Do any lines in the data below contain "active"? If so, copy every one of them.
++++++++
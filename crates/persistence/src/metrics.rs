//! Database metrics.

use metrics::{counter, gauge, histogram};
use sqlx::PgPool;
use std::time::Instant;

/// Record how long a named query took.
pub fn record_query_duration(query: &'static str, duration_secs: f64) {
    histogram!("database_query_duration_seconds", "query" => query).record(duration_secs);
}

/// Count a query that returned an error.
pub fn record_query_error(query: &'static str) {
    counter!("database_query_errors_total", "query" => query).increment(1);
}

/// Publish pool occupancy gauges. Called periodically by the pool metrics job.
pub fn record_pool_metrics(pool: &PgPool) {
    let size = pool.size() as usize;
    let idle = pool.num_idle();
    let active = size.saturating_sub(idle);

    gauge!("database_connections_active").set(active as f64);
    gauge!("database_connections_idle").set(idle as f64);
    gauge!("database_connections_total").set(size as f64);
}

/// Times a query and records it under a fixed name.
///
/// ```ignore
/// let timer = QueryTimer::new("find_invitation_by_code");
/// let result = sqlx::query_as::<_, InvitationEntity>(...).fetch_optional(&pool).await;
/// timer.record();
/// ```
pub struct QueryTimer {
    query: &'static str,
    start: Instant,
}

impl QueryTimer {
    pub fn new(query: &'static str) -> Self {
        Self {
            query,
            start: Instant::now(),
        }
    }

    pub fn record(self) {
        record_query_duration(self.query, self.start.elapsed().as_secs_f64());
    }

    /// Record the duration and, for an error result, bump the error counter.
    pub fn record_result<T, E>(self, result: &Result<T, E>) {
        if result.is_err() {
            record_query_error(self.query);
        }
        self.record();
    }
}

#[cfg(test)]
mod tests {
    use super::*;

    #[test]
    fn test_query_timer_keeps_name() {
        let timer = QueryTimer::new("find_invitation_by_code");
        assert_eq!(timer.query, "find_invitation_by_code");
    }

    #[test]
    fn test_record_result_without_recorder() {
        // No global recorder is installed in unit tests; recording is a no-op.
        let ok: Result<(), ()> = Ok(());
        QueryTimer::new("ok_query").record_result(&ok);
        let err: Result<(), ()> = Err(());
        QueryTimer::new("failing_query").record_result(&err);
    }
}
++++++++
[Reply to the exercise]
    let active = size.saturating_sub(idle);
    gauge!("database_connections_active").set(active as f64);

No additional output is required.